━━━━━ Data records ━━━━━
//! In-memory [`MarketplaceStore`] for unit tests.
//!
//! Mirrors the constraints of the PostgreSQL schema (unique keys, the
//! booking overlap exclusion, compare-and-set updates) so service tests
//! exercise the same failure modes without a database.

use std::collections::HashMap;
use std::sync::atomic::{AtomicBool, Ordering};
use std::sync::Mutex;

use async_trait::async_trait;
use chrono::{NaiveDate, Utc};
use uuid::Uuid;

use super::models::*;
use super::{DatabaseError, MarketplaceStore};

#[derive(Default)]
struct Tables {
    users: HashMap<Uuid, UserRecord>,
    host_profiles: HashMap<Uuid, HostProfileRecord>,
    listings: HashMap<Uuid, ListingRecord>,
    images: Vec<ListingImageRecord>,
    bookings: HashMap<Uuid, BookingRecord>,
    payments: HashMap<Uuid, PaymentRecord>,
    refund_issues: Vec<RefundIssueRecord>,
    reviews: HashMap<Uuid, ReviewRecord>,
    disputes: HashMap<Uuid, DisputeRecord>,
}

#[derive(Default)]
pub struct MemoryStore {
    tables: Mutex<Tables>,
    fail_refund_updates: AtomicBool,
}

impl MemoryStore {
    pub fn new() -> Self {
        Self::default()
    }

    fn with<T>(&self, f: impl FnOnce(&mut Tables) -> T) -> T {
        let mut tables = self.tables.lock().unwrap_or_else(|e| e.into_inner());
        f(&mut tables)
    }

    /// Insert a booking without any checks, for seeding past stays.
    pub fn seed_booking(&self, booking: BookingRecord) {
        self.with(|t| t.bookings.insert(booking.id, booking));
    }

    pub fn payment_count(&self, booking_id: Uuid) -> usize {
        self.with(|t| t.payments.values().filter(|p| p.booking_id == booking_id).count())
    }

    pub fn refund_issue_count(&self) -> usize {
        self.with(|t| t.refund_issues.len())
    }

    /// Make `mark_payment_refunded` fail, as if the database dropped out
    /// right after the gateway answered.
    pub fn fail_refund_updates(&self, fail: bool) {
        self.fail_refund_updates.store(fail, Ordering::SeqCst);
    }
}

fn not_found(what: &str, id: Uuid) -> DatabaseError {
    DatabaseError::NotFound(format!("{} {}", what, id))
}

fn newest_first<T>(mut rows: Vec<T>, created: impl Fn(&T) -> chrono::DateTime<Utc>) -> Vec<T> {
    rows.sort_by(|a, b| created(b).cmp(&created(a)));
    rows
}
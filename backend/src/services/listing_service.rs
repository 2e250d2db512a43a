//! # Listing Service
//!
//! Host onboarding, listing management and public search.
//!
//! ```text
//! create_listing ──► PENDING, inactive
//!                        │ admin approves
//!                        ▼
//!                    APPROVED, active ◄──► APPROVED, inactive   (host toggles)
//! ```
//!
//! Only APPROVED + active listings appear in search and accept bookings.

use std::sync::Arc;

use chrono::Utc;
use tracing::info;
use uuid::Uuid;
use validator::Validate;

use crate::db::{
    HostProfileRecord, ListingFilter, ListingImageRecord, ListingRecord, ListingSort, ListingStatus,
    MarketplaceStore, ParseEnumError, PropertyType, Province, ReviewRecord, StayRange, UserRecord,
    UserRole,
};
use crate::models::{
    BecomeHostRequest, CreateListingRequest, ListingSearchQuery, UpdatePricingRequest,
};

use crate::utils::mask_tail;

use super::access::{authorize, authorize_read, ensure_owner, Actor};
use super::ServiceError;

/// Listings per search page.
pub const SEARCH_PAGE_SIZE: i64 = 12;

/// Reviews shown on a listing page.
pub const DETAIL_REVIEW_COUNT: i64 = 5;

#[derive(Debug, Clone)]
pub struct ListingDetail {
    pub listing: ListingRecord,
    pub images: Vec<ListingImageRecord>,
    pub host_name: String,
    pub reviews: Vec<ReviewRecord>,
    /// Upcoming dates held by pending or confirmed bookings.
    pub booked_ranges: Vec<StayRange>,
}

#[derive(Debug, Clone)]
pub struct ListingPage {
    pub listings: Vec<ListingRecord>,
    pub page: i64,
    pub page_size: i64,
    pub total: i64,
    pub total_pages: i64,
}

fn parse_strict<T>(value: &str) -> Result<T, ServiceError>
where
    T: std::str::FromStr<Err = ParseEnumError>,
{
    value
        .parse()
        .map_err(|e: ParseEnumError| ServiceError::ValidationFailed(e.to_string()))
}

#[derive(Clone)]
pub struct ListingService {
    store: Arc<dyn MarketplaceStore>,
}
━━━━━
**Task goal**.
The entries above are to be restated word for word.

**Response to the task**.
//! In-memory [`MarketplaceStore`] for unit tests.
//!
//! Mirrors the constraints of the PostgreSQL schema (unique keys, the
//! booking overlap exclusion, compare-and-set updates) so service tests
//! exercise the same failure modes without a database.

use std::collections::HashMap;
use std::sync::atomic::{AtomicBool, Ordering};
use std::sync::Mutex;

use async_trait::async_trait;
use chrono::{NaiveDate, Utc};
use uuid::Uuid;

use super::models::*;
use super::{DatabaseError, MarketplaceStore};

#[derive(Default)]
struct Tables {
    users: HashMap<Uuid, UserRecord>,
    host_profiles: HashMap<Uuid, HostProfileRecord>,
    listings: HashMap<Uuid, ListingRecord>,
    images: Vec<ListingImageRecord>,
    bookings: HashMap<Uuid, BookingRecord>,
    payments: HashMap<Uuid, PaymentRecord>,
    refund_issues: Vec<RefundIssueRecord>,
    reviews: HashMap<Uuid, ReviewRecord>,
    disputes: HashMap<Uuid, DisputeRecord>,
}

#[derive(Default)]
pub struct MemoryStore {
    tables: Mutex<Tables>,
    fail_refund_updates: AtomicBool,
}

impl MemoryStore {
    pub fn new() -> Self {
        Self::default()
    }

    fn with<T>(&self, f: impl FnOnce(&mut Tables) -> T) -> T {
        let mut tables = self.tables.lock().unwrap_or_else(|e| e.into_inner());
        f(&mut tables)
    }

    /// Insert a booking without any checks, for seeding past stays.
    pub fn seed_booking(&self, booking: BookingRecord) {
        self.with(|t| t.bookings.insert(booking.id, booking));
    }

    pub fn payment_count(&self, booking_id: Uuid) -> usize {
        self.with(|t| t.payments.values().filter(|p| p.booking_id == booking_id).count())
    }

    pub fn refund_issue_count(&self) -> usize {
        self.with(|t| t.refund_issues.len())
    }

    /// Make `mark_payment_refunded` fail, as if the database dropped out
    /// right after the gateway answered.
    pub fn fail_refund_updates(&self, fail: bool) {
        self.fail_refund_updates.store(fail, Ordering::SeqCst);
    }
}

fn not_found(what: &str, id: Uuid) -> DatabaseError {
    DatabaseError::NotFound(format!("{} {}", what, id))
}

fn newest_first<T>(mut rows: Vec<T>, created: impl Fn(&T) -> chrono::DateTime<Utc>) -> Vec<T> {
    rows.sort_by(|a, b| created(b).cmp(&created(a)));
    rows
}
filename backend/src/services/listing_service.rs
repository 2e250d2db512a43a
//! # Listing Service
//!
//! Host onboarding, listing management and public search.
//!
//! ```text
//! create_listing ──► PENDING, inactive
//!                        │ admin approves
//!                        ▼
//!                    APPROVED, active ◄──► APPROVED, inactive   (host toggles)
//! ```
//!
//! Only APPROVED + active listings appear in search and accept bookings.

use std::sync::Arc;

use chrono::Utc;
use tracing::info;
use uuid::Uuid;
use validator::Validate;

use crate::db::{
    HostProfileRecord, ListingFilter, ListingImageRecord, ListingRecord, ListingSort, ListingStatus,
    MarketplaceStore, ParseEnumError, PropertyType, Province, ReviewRecord, StayRange, UserRecord,
    UserRole,
};
use crate::models::{
    BecomeHostRequest, CreateListingRequest, ListingSearchQuery, UpdatePricingRequest,
};

use crate::utils::mask_tail;

use super::access::{authorize, authorize_read, ensure_owner, Actor};
use super::ServiceError;

/// Listings per search page.
pub const SEARCH_PAGE_SIZE: i64 = 12;

/// Reviews shown on a listing page.
pub const DETAIL_REVIEW_COUNT: i64 = 5;

#[derive(Debug, Clone)]
pub struct ListingDetail {
    pub listing: ListingRecord,
    pub images: Vec<ListingImageRecord>,
    pub host_name: String,
    pub reviews: Vec<ReviewRecord>,
    /// Upcoming dates held by pending or confirmed bookings.
    pub booked_ranges: Vec<StayRange>,
}

#[derive(Debug, Clone)]
pub struct ListingPage {
    pub listings: Vec<ListingRecord>,
    pub page: i64,
    pub page_size: i64,
    pub total: i64,
    pub total_pages: i64,
}

fn parse_strict<T>(value: &str) -> Result<T, ServiceError>
where
    T: std::str::FromStr<Err = ParseEnumError>,
{
    value
        .parse()
        .map_err(|e: ParseEnumError| ServiceError::ValidationFailed(e.to_string()))
}

#[derive(Clone)]
pub struct ListingService {
    store: Arc<dyn MarketplaceStore>,
}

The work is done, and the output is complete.